§ **TASK**: Once you find the line with "let hf = Heightfield::new(vec![f64::NAN;" in the data that follows, repeat it and every line after it exactly, through the line with "let hf = Heightfield::new(vec![0.0;".

§ **PROVIDED RECORDS**:
//! Normalized in-memory elevation grid (heightfield).
//!
//! A [`Heightfield`] is the hand-off format between raster import
//! (reading, resampling and reprojecting a DEM file, which happens
//! upstream) and the geometry code that turns elevations into meshes
//! and camera paths. It is a plain row-major grid of `f64` samples
//! where `NaN` marks no-data, plus the per-pixel ground scale and
//! optional geographic corner coordinates.

mod error;

pub use crate::error::HeightfieldError;
use geo::geometry::Coord;

/// Base floating point type used for all elevations and coordinates.
///
/// Note: this _could_ be a generic parameter, but doing so makes the
/// library more complicated, and elevation rasters small enough to
/// mesh fit comfortably in memory at f64.
pub type C = f64;

/// Geographic bounding box of the source raster.
///
/// Stored as the southwest and northeast corners, `x` is longitude
/// and `y` is latitude. Only used for view-bounds heuristics; the
/// geometry code never projects through it.
#[derive(Debug, Clone, Copy, PartialEq)]
pub struct GeoCorners {
    pub sw: Coord<C>,
    pub ne: Coord<C>,
}

/// A row-major grid of elevation samples.
///
/// Row 0 is the raster's northernmost row, matching the on-disk order
/// of common DEM formats. `NaN` samples are no-data and are excluded
/// from every statistic this type computes.
#[derive(Debug, Clone, PartialEq)]
pub struct Heightfield {
    /// Elevation samples, row-major, `rows * cols` long.
    samples: Box<[C]>,

    /// Number of sample rows.
    rows: usize,

    /// Number of sample columns.
    cols: usize,

    /// Signed ground distance covered by one pixel, (dx, dy).
    pixel_size: (C, C),

    /// Geographic corners of the raster, if georeferenced.
    geo_corners: Option<GeoCorners>,
}

impl Heightfield {
    /// Builds a heightfield from row-major samples.
    ///
    /// Grids smaller than 2x2 cannot produce a single quad face and
    /// are rejected, as are sample buffers that disagree with the
    /// stated dimensions.
    pub fn new(
        samples: Vec<C>,
        cols: usize,
        rows: usize,
        pixel_size: (C, C),
        geo_corners: Option<GeoCorners>,
    ) -> Result<Self, HeightfieldError> {
        if rows < 2 || cols < 2 {
            return Err(HeightfieldError::InvalidGeometry { rows, cols });
        }
        if samples.len() != rows * cols {
            return Err(HeightfieldError::DimensionMismatch {
                len: samples.len(),
                rows,
                cols,
            });
        }
        if pixel_size.0 == 0.0 || !pixel_size.0.is_finite() || !pixel_size.1.is_finite() {
            return Err(HeightfieldError::InvalidPixelSize(
                pixel_size.0,
                pixel_size.1,
            ));
        }
        Ok(Self {
            samples: samples.into_boxed_slice(),
            rows,
            cols,
            pixel_size,
            geo_corners,
        })
    }

    pub fn rows(&self) -> usize {
        self.rows
    }

    pub fn cols(&self) -> usize {
        self.cols
    }

    /// Signed ground distance per pixel, (dx, dy).
    pub fn pixel_size(&self) -> (C, C) {
        self.pixel_size
    }

    pub fn geo_corners(&self) -> Option<GeoCorners> {
        self.geo_corners
    }

    /// Returns the sample at `(col, row)`, or `None` out of bounds.
    ///
    /// An in-bounds no-data sample returns `Some(NaN)`.
    pub fn get(&self, col: usize, row: usize) -> Option<C> {
        if col < self.cols && row < self.rows {
            Some(self.get_unchecked(col, row))
        } else {
            None
        }
    }

    /// Returns the sample at `(col, row)`.
    pub fn get_unchecked(&self, col: usize, row: usize) -> C {
        self.samples[self.linear_index(col, row)]
    }

    /// One contiguous row of samples, west to east.
    pub fn row_profile(&self, row: usize) -> &[C] {
        &self.samples[row * self.cols..(row + 1) * self.cols]
    }

    /// One column of samples, north to south.
    pub fn col_profile(&self, col: usize) -> impl Iterator<Item = C> + '_ {
        (0..self.rows).map(move |row| self.get_unchecked(col, row))
    }

    /// Grid midpoint in fractional pixel coordinates.
    ///
    /// This is the exact centroid of the index grid, so subtracting it
    /// from every pixel coordinate centers the grid on the origin.
    pub fn pixel_center(&self) -> Coord<C> {
        #[allow(clippy::cast_precision_loss)]
        Coord {
            x: (self.cols - 1) as C / 2.0,
            y: (self.rows - 1) as C / 2.0,
        }
    }

    /// The `(col, row)` of the sample nearest the grid midpoint.
    pub fn center_indices(&self) -> (usize, usize) {
        let center = self.pixel_center();
        #[allow(clippy::cast_possible_truncation, clippy::cast_sign_loss)]
        (center.x.round() as usize, center.y.round() as usize)
    }

    /// Lowest valid sample, or `None` for an all-no-data grid.
    pub fn min_elevation(&self) -> Option<C> {
        self.samples
            .iter()
            .copied()
            .filter(|v| !v.is_nan())
            .fold(None, |acc, v| Some(acc.map_or(v, |m: C| m.min(v))))
    }

    /// Highest valid sample, or `None` for an all-no-data grid.
    pub fn max_elevation(&self) -> Option<C> {
        self.samples
            .iter()
            .copied()
            .filter(|v| !v.is_nan())
            .fold(None, |acc, v| Some(acc.map_or(v, |m: C| m.max(v))))
    }

    /// Mean of the valid samples, or `None` for an all-no-data grid.
    pub fn mean_elevation(&self) -> Option<C> {
        let (sum, count) = self
            .samples
            .iter()
            .copied()
            .filter(|v| !v.is_nan())
            .fold((0.0, 0_usize), |(sum, count), v| (sum + v, count + 1));
        #[allow(clippy::cast_precision_loss)]
        match count {
            0 => None,
            _ => Some(sum / count as C),
        }
    }

    fn linear_index(&self, col: usize, row: usize) -> usize {
        row * self.cols + col
    }
}

#[cfg(test)]
mod tests {
    use super::{GeoCorners, Heightfield, HeightfieldError};
    use approx::assert_relative_eq;
    use geo::geometry::Coord;

    fn ramp(cols: usize, rows: usize) -> Heightfield {
        #[allow(clippy::cast_precision_loss)]
        let samples = (0..rows * cols).map(|i| i as f64).collect();
        Heightfield::new(samples, cols, rows, (1.0, -1.0), None).unwrap()
    }

    #[test]
    fn test_rejects_degenerate_grids() {
        assert!(matches!(
            Heightfield::new(vec![0.0; 3], 3, 1, (1.0, -1.0), None),
            Err(HeightfieldError::InvalidGeometry { rows: 1, cols: 3 })
        ));
        assert!(matches!(
            Heightfield::new(vec![0.0; 2], 1, 2, (1.0, -1.0), None),
            Err(HeightfieldError::InvalidGeometry { rows: 2, cols: 1 })
        ));
    }

    #[test]
    fn test_rejects_short_sample_buffer() {
        assert!(matches!(
            Heightfield::new(vec![0.0; 5], 2, 3, (1.0, -1.0), None),
            Err(HeightfieldError::DimensionMismatch {
                len: 5,
                rows: 3,
                cols: 2
            })
        ));
    }

    #[test]
    fn test_rejects_zero_pixel_size() {
        assert!(matches!(
            Heightfield::new(vec![0.0; 4], 2, 2, (0.0, -1.0), None),
            Err(HeightfieldError::InvalidPixelSize(..))
        ));
    }

    #[test]
    fn test_row_and_col_profiles() {
        let hf = ramp(4, 3);
        assert_eq!(hf.row_profile(1), &[4.0, 5.0, 6.0, 7.0]);
        let col: Vec<f64> = hf.col_profile(2).collect();
        assert_eq!(col, vec![2.0, 6.0, 10.0]);
    }

    #[test]
    fn test_pixel_center_is_grid_centroid() {
        let hf = ramp(4, 4);
        assert_eq!(hf.pixel_center(), Coord { x: 1.5, y: 1.5 });
        assert_eq!(hf.center_indices(), (2, 2));

        let hf = ramp(5, 3);
        assert_eq!(hf.pixel_center(), Coord { x: 2.0, y: 1.0 });
        assert_eq!(hf.center_indices(), (2, 1));
    }

    #[test]
    fn test_stats_skip_no_data() {
        let samples = vec![1.0, f64::NAN, 3.0, f64::NAN];
        let hf = Heightfield::new(samples, 2, 2, (1.0, -1.0), None).unwrap();
        assert_relative_eq!(hf.min_elevation().unwrap(), 1.0);
        assert_relative_eq!(hf.max_elevation().unwrap(), 3.0);
        assert_relative_eq!(hf.mean_elevation().unwrap(), 2.0);
    }

    #[test]
    fn test_stats_of_all_no_data_grid() {
        let hf = Heightfield::new(vec![f64::NAN; 4], 2, 2, (1.0, -1.0), None).unwrap();
        assert_eq!(hf.min_elevation(), None);
        assert_eq!(hf.max_elevation(), None);
        assert_eq!(hf.mean_elevation(), None);
    }

    #[test]
    fn test_geo_corners_roundtrip() {
        let corners = GeoCorners {
            sw: Coord { x: -72.0, y: 44.0 },
            ne: Coord { x: -71.0, y: 45.0 },
        };
        let hf = Heightfield::new(vec![0.0; 4], 2, 2, (30.0, -30.0), Some(corners)).unwrap();
        assert_eq!(hf.geo_corners(), Some(corners));
    }

    #[test]
    fn test_out_of_bounds_get_returns_none() {
        let hf = ramp(3, 2);
        assert_eq!(hf.get(3, 0), None);
        assert_eq!(hf.get(0, 2), None);
        assert_eq!(hf.get(2, 1), Some(5.0));
    }
}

§ **RESULT OF THE EXERCISE**:
        let hf = Heightfield::new(vec![f64::NAN; 4], 2, 2, (1.0, -1.0), None).unwrap();
        assert_eq!(hf.min_elevation(), None);
        assert_eq!(hf.max_elevation(), None);
        assert_eq!(hf.mean_elevation(), None);
    }

    #[test]
    fn test_geo_corners_roundtrip() {
        let corners = GeoCorners {
            sw: Coord { x: -72.0, y: 44.0 },
            ne: Coord { x: -71.0, y: 45.0 },
        };
        let hf = Heightfield::new(vec![0.0; 4], 2, 2, (30.0, -30.0), Some(corners)).unwrap();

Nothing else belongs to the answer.